= Beginning of Section =

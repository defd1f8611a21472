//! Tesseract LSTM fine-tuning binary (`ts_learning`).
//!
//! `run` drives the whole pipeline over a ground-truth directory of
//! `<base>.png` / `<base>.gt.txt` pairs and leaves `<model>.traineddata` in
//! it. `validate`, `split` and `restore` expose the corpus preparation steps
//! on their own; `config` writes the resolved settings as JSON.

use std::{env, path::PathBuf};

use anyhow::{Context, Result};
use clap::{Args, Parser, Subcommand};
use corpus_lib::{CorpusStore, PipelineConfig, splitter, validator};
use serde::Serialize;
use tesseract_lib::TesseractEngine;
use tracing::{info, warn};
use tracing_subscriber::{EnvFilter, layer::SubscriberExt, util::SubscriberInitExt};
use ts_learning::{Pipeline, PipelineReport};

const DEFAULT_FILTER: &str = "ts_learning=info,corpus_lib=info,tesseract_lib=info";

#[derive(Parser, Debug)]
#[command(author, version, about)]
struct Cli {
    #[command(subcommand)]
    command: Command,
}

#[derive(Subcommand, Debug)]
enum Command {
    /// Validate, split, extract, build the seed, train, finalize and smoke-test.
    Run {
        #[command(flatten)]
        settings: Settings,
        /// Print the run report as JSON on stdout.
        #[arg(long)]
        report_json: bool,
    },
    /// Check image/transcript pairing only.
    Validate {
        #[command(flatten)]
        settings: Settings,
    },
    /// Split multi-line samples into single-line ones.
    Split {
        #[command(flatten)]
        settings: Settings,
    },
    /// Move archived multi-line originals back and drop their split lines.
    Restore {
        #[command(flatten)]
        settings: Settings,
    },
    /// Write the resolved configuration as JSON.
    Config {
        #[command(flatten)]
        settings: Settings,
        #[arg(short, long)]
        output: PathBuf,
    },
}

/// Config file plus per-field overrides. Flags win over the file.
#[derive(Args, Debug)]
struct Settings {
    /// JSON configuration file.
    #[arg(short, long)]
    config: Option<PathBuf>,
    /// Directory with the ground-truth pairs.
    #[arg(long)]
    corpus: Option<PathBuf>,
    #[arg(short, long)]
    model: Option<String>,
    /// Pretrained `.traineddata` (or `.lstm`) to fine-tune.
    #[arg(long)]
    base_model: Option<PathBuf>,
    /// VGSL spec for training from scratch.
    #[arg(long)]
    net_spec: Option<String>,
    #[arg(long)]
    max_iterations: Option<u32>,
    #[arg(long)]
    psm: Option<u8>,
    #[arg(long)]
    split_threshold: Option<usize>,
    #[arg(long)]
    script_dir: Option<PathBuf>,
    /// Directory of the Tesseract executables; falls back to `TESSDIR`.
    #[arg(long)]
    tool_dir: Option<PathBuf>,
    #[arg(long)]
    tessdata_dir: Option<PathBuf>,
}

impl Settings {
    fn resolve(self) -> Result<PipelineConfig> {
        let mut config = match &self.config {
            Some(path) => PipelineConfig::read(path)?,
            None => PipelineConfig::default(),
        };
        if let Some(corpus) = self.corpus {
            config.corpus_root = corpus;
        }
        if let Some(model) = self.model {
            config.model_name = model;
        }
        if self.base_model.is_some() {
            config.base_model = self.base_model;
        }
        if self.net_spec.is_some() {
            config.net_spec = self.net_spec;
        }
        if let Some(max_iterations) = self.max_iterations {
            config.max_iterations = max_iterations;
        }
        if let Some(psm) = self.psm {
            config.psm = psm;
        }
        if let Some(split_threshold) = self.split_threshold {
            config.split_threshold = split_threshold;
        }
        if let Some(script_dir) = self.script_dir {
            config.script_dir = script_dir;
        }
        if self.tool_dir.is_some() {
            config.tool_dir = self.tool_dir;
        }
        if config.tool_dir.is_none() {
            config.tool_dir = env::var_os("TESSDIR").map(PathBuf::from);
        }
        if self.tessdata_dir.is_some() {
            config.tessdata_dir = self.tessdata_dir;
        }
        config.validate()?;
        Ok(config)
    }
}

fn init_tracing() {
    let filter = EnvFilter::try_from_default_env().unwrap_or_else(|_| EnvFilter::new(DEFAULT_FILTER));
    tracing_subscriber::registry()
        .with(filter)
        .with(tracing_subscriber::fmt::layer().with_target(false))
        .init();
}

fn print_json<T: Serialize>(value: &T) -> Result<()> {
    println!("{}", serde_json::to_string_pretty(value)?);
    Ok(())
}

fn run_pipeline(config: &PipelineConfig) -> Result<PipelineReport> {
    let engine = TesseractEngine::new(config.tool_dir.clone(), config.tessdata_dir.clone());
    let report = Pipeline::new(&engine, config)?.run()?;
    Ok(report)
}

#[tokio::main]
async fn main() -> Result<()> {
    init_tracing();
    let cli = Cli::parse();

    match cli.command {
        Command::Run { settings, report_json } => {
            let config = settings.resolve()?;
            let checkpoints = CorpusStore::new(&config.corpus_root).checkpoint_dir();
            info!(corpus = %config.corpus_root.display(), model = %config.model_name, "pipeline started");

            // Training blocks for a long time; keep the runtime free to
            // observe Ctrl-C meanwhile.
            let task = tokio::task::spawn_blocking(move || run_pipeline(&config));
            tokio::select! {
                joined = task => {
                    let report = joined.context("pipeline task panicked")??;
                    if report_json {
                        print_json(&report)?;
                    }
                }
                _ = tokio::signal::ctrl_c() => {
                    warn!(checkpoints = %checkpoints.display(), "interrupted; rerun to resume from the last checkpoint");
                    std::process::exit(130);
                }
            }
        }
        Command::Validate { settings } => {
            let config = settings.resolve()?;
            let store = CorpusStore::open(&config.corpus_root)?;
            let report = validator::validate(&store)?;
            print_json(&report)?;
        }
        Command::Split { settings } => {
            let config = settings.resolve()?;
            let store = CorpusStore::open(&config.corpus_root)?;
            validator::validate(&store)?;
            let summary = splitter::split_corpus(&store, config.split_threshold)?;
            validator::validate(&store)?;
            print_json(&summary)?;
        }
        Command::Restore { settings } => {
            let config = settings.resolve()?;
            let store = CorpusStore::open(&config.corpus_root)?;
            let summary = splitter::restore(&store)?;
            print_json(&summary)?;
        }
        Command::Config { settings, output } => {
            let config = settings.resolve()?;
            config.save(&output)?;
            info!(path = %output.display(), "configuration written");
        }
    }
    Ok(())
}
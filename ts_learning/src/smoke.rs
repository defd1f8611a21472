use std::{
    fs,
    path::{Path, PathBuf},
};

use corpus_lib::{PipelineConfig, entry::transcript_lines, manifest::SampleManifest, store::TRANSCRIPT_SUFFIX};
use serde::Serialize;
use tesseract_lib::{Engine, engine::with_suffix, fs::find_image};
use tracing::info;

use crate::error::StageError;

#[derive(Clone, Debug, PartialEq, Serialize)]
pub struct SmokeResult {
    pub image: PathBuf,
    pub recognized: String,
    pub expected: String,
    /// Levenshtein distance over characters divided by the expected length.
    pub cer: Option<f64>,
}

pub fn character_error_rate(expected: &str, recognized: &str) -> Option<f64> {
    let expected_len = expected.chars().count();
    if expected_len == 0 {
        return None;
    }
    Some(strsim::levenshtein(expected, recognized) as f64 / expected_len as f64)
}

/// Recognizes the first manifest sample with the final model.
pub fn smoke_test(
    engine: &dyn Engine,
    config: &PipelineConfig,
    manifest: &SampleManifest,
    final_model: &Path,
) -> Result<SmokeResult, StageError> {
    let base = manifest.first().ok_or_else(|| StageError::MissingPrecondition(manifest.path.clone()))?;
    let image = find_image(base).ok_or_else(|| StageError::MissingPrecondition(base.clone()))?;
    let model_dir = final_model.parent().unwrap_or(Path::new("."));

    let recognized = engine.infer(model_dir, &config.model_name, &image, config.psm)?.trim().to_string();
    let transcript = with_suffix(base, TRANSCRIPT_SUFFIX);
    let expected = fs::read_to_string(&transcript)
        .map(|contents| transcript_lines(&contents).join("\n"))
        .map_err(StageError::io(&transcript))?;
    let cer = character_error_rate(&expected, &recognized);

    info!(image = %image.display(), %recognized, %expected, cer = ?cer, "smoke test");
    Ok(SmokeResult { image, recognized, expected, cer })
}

= End of Section =

• **TO DO**
Each line above where the word "pairs" occurs should be returned in full.

• **EXPECTED OUTPUT**
//! `<base>.png` / `<base>.gt.txt` pairs and leaves `<model>.traineddata` in
    /// Directory with the ground-truth pairs.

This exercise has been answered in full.